Dilawalpur is a village in Dih block of Rae Bareli district, Uttar Pradesh, India. It is located 28 km from Raebareli, the district headquarters. As of 2011, it has a population of 1,683 people, in 305 households. It has 2 primary schools and no healthcare facilities, and it does not host a permanent market or a weekly haat. It belongs to the nyaya panchayat of Atawan.

The 1951 census recorded Dilawalpur as comprising 7 hamlets, with a total population of 738 people (373 male and 365 female), in 181 households and 160 physical houses. The area of the village was given as 822 acres. 6 residents were literate, 5 male and 1 female. The village was listed as belonging to the pargana of Parshadepur and the thana of Salon.

The 1961 census recorded Dilawalpur (as "Dilawarpur") as comprising 7 hamlets, with a total population of 802 people (400 male and 402 female), in 195 households and 190 physical houses. The area of the village was given as 822 acres.

The 1981 census recorded Dilawalpur as having a population of 1,146 people, in 242 households, and having an area of 332.65 hectares. The main staple foods were listed as wheat and rice.

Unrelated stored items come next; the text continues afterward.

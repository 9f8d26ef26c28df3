//! DML conversion tests: pass-through, quoting, increment stripping,
//! and the INSERT → MERGE upgrade.

use dameng_sql::{convert, CatalogHints, Converter};

fn converter() -> Converter {
    Converter::new(
        CatalogHints::default()
            .with_unique_index("notice_status_new", "indexs", ["conversation", "user_id"])
            .with_unique_index("conf_infos", "uq_conf", ["conferenceId", "eventId"])
            .with_auto_increment("notice_status_new", "id")
            .with_auto_increment("live_channel", "id"),
    )
}

// ============================================================================
// Pass-through
// ============================================================================

#[test]
fn test_unsupported_kind_returns_input_verbatim() {
    for sql in ["show tables", "set names utf8", "begin", "commit", "explain select 1"] {
        let result = convert(sql).expect("convert");
        assert!(result.followups.is_empty());
        assert_eq!(result.outputs, vec![sql.to_string()]);
        assert!(result.args.is_empty());
    }
}

#[test]
fn test_unsupported_kind_keeps_args() {
    let args = vec![1i64.into(), "x".into()];
    let result = converter().convert("show tables", &args).expect("convert");
    assert_eq!(result.args, args);
}

#[test]
fn test_parse_error_surfaces() {
    assert!(convert("select from where").is_err());
}

// ============================================================================
// SELECT
// ============================================================================

#[test]
fn test_select_round_trip_with_quoting() {
    let result = converter()
        .convert(
            "select cal_id, creator from conf_summary where `type` = 4 and cal_id = 635427",
            &[],
        )
        .expect("convert");
    assert_eq!(
        result.outputs,
        vec![
            "select cal_id, creator from conf_summary where \"type\" = 4 and cal_id = 635427"
                .to_string()
        ]
    );
}

#[test]
fn test_select_force_index_hint_removed() {
    let result = converter()
        .convert("select a from t force index (ix) where a = 1", &[])
        .expect("convert");
    assert_eq!(result.outputs, vec!["select a from t where a = 1".to_string()]);
}

// ============================================================================
// INSERT
// ============================================================================

#[test]
fn test_insert_increment_column_stripped() {
    let result = converter()
        .convert(
            "INSERT INTO `live_channel` (`id`, `channelId`, `token`) VALUES (0, 33823, '3beb2b05cd7b960025dcc49d1e135ff4')",
            &[],
        )
        .expect("convert");
    assert_eq!(
        result.outputs,
        vec![
            "insert into \"live_channel\"(\"channelId\", \"token\") values (33823, '3beb2b05cd7b960025dcc49d1e135ff4')"
                .to_string()
        ]
    );
}

#[test]
fn test_plain_insert_without_unique_index_stays_insert() {
    let result = converter()
        .convert(
            "insert into unknown_table (a, b) values (1, 2) on duplicate key update b = 3",
            &[],
        )
        .expect("convert");
    assert!(result.outputs[0].starts_with("insert"));
    assert!(!result.outputs[0].contains("on duplicate"));
}

#[test]
fn test_insert_on_dup_becomes_merge() {
    let sql = "INSERT INTO notice_status_new(id, chat_id, chat_type, conversation, user_id, count, push_count, sys_count, sender_seq, ackread_seq, created, valid) VALUES (NULL, 105, 5, 157, 88897133, 0, 0, 0, 0, 1693815665867, 1693815665868, 1),(NULL, 105, 5, 157, 88897136, 0, 0, 0, 0, 1693815665867, 1693815665868, 1) ON DUPLICATE KEY UPDATE valid = 1";
    let result = converter().convert(sql, &[]).expect("convert");
    assert_eq!(
        result.outputs,
        vec![
            "merge into notice_status_new t using (select 105, 5, 157, 88897133, 0, 0, 0, 0, 1693815665867, 1693815665868, 1 union all select 105, 5, 157, 88897136, 0, 0, 0, 0, 1693815665867, 1693815665868, 1) s (chat_id, chat_type, conversation, user_id, count, push_count, sys_count, sender_seq, ackread_seq, created, valid) on (t.conversation = s.conversation and t.user_id = s.user_id) when matched then update set t.valid = 1 when not matched then insert (chat_id, chat_type, conversation, user_id, count, push_count, sys_count, sender_seq, ackread_seq, created, valid) values (s.chat_id, s.chat_type, s.conversation, s.user_id, s.count, s.push_count, s.sys_count, s.sender_seq, s.ackread_seq, s.created, s.valid)"
                .to_string()
        ]
    );
}

#[test]
fn test_single_condition_column_collapses_to_one_comparison() {
    let hints = CatalogHints::default().with_unique_index("webcal_live_info", "cal_id", ["cal_id"]);
    let result = Converter::new(hints)
        .convert(
            "insert into webcal_live_info (cal_id, pullurl) values (634311, 'u') on duplicate key update pullurl = 'u'",
            &[],
        )
        .expect("convert");
    assert_eq!(
        result.outputs,
        vec![
            "merge into webcal_live_info t using (select 634311, 'u') s (cal_id, pullurl) on (t.cal_id = s.cal_id) when matched then update set t.pullurl = 'u' when not matched then insert (cal_id, pullurl) values (s.cal_id, s.pullurl)"
                .to_string()
        ]
    );
}

#[test]
fn test_replace_with_covering_index_becomes_merge() {
    let hints = CatalogHints::default().with_unique_index("exchange_bindinfo", "uq", ["userId"]);
    let result = Converter::new(hints)
        .convert(
            "REPLACE INTO exchange_bindinfo (userId, resId, bindingData) values (1, 'abcd', '101003')",
            &[],
        )
        .expect("convert");
    assert_eq!(
        result.outputs,
        vec![
            "merge into exchange_bindinfo t using (select 1, 'abcd', '101003') s (userId, resId, bindingData) on (t.userId = s.userId) when matched then update set t.resId = 'abcd', t.bindingData = '101003' when not matched then insert (userId, resId, bindingData) values (s.userId, s.resId, s.bindingData)"
                .to_string()
        ]
    );
}

#[test]
fn test_replace_without_covering_index_renders_replace() {
    let result = convert("replace into t (a) values (1)").expect("convert");
    assert_eq!(result.outputs, vec!["replace into t(a) values (1)".to_string()]);
}

#[test]
fn test_insert_without_columns_and_on_dup_kept_as_is() {
    let result = convert("insert into t values (1) on duplicate key update a = 2").expect("convert");
    assert_eq!(
        result.outputs,
        vec!["insert into t values (1) on duplicate key update a = 2".to_string()]
    );
}

// ============================================================================
// UPDATE / DELETE
// ============================================================================

#[test]
fn test_update_round_trip_with_quoting() {
    let result = converter()
        .convert(
            "update meet_stop_job set `mark` = '172.10.157.179', `updateTime` = '2023-07-13 00:00:00' where stopTime <= 1689177600 and serverUrl = 'http://uniform.quanshi.com'",
            &[],
        )
        .expect("convert");
    assert_eq!(
        result.outputs,
        vec![
            "update meet_stop_job set \"mark\" = '172.10.157.179', \"updateTime\" = '2023-07-13 00:00:00' where stopTime <= 1689177600 and serverUrl = 'http://uniform.quanshi.com'"
                .to_string()
        ]
    );
}

#[test]
fn test_update_increment_assignment_dropped() {
    let result = converter()
        .convert("update notice_status_new set id = 9, valid = 0 where valid = 1", &[])
        .expect("convert");
    assert_eq!(
        result.outputs,
        vec!["update notice_status_new set valid = 0 where valid = 1".to_string()]
    );
}

#[test]
fn test_delete_round_trip_with_quoting() {
    let result = converter()
        .convert(
            "delete from meet_conference_extrainfo where `conferenceId` = '239816811'",
            &[],
        )
        .expect("convert");
    assert_eq!(
        result.outputs,
        vec!["delete from meet_conference_extrainfo where \"conferenceId\" = '239816811'".to_string()]
    );
}

// ============================================================================
// USE / substitutions
// ============================================================================

#[test]
fn test_use_becomes_set_schema() {
    let result = convert("use db1").expect("convert");
    assert_eq!(result.outputs, vec!["set schema db1".to_string()]);
}

#[test]
fn test_zero_date_sentinel_replaced() {
    let result = convert("insert into t (a) values ('0000-00-00 00:00:00')").expect("convert");
    assert_eq!(
        result.outputs,
        vec!["insert into t(a) values ('0001-01-01 00:00:00')".to_string()]
    );
}

#[test]
fn test_escaped_quote_doubled() {
    let result = convert(r"insert into t (a) values ('it\'s')").expect("convert");
    assert_eq!(result.outputs, vec!["insert into t(a) values ('it''s')".to_string()]);
}

#[test]
fn test_outputs_never_contain_backticks_or_sentinels() {
    let statements = [
        "select `a` from `t` where `b` = '0000-00-00 00:00:00'",
        "update `t` set `a` = 'x\\'y'",
        "delete from `t` where `a` = 1",
        "use `db1`",
    ];
    for sql in statements {
        let result = convert(sql).expect("convert");
        let out = &result.outputs[0];
        assert!(!out.contains('`'), "backtick in: {}", out);
        assert!(!out.contains("0000-00-00 00:00:00"), "sentinel in: {}", out);
        assert!(!out.contains("\\'"), "escaped quote in: {}", out);
    }
}

#[test]
fn test_outputs_has_exactly_one_element_on_success() {
    for sql in [
        "select 1",
        "insert into t (a) values (1)",
        "update t set a = 1",
        "delete from t",
        "use db1",
        "show tables",
    ] {
        let result = convert(sql).expect("convert");
        assert_eq!(result.outputs.len(), 1, "for {}", sql);
    }
}

// ============================================================================
// Batch helper
// ============================================================================

#[test]
fn test_convert_script() {
    let script = "-- dump header\nuse db1;\nselect 1;";
    let results = converter().convert_script(script).expect("convert");
    assert_eq!(results.len(), 2);
    assert_eq!(results[0].outputs, vec!["set schema db1".to_string()]);
    assert_eq!(results[1].outputs, vec!["select 1".to_string()]);
}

The 1991 census recorded Dilawalpur as having a total population of 1,460 people (778 male and 682 female), in 264 households and 264 physical houses. The area of the village was listed as 326 hectares. Members of the 0-6 age group numbered 307, or 21% of the total; this group was 52% male (161) and 48% female (146). Members of scheduled castes made up 32% of the village's population, while no members of scheduled tribes were recorded. The literacy rate of the village was 19% (238 men and 39 women). 394 people were classified as main workers (387 men and 7 women), while 0 people were classified as marginal workers; the remaining 1,066 residents were non-workers. The breakdown of main workers by employment category was as follows: 344 cultivators (i.e. people who owned or leased their own land); 28 agricultural labourers (i.e. people who worked someone else's land in return for payment); 1 worker in livestock, forestry, fishing, hunting, plantations, orchards, etc.; 0 in mining and quarrying; 0 household industry workers; 15 workers employed in other manufacturing, processing, service, and repair roles; 0 construction workers; 1 employed in trade and commerce; 0 employed in transport, storage, and communications; and 5 in other services.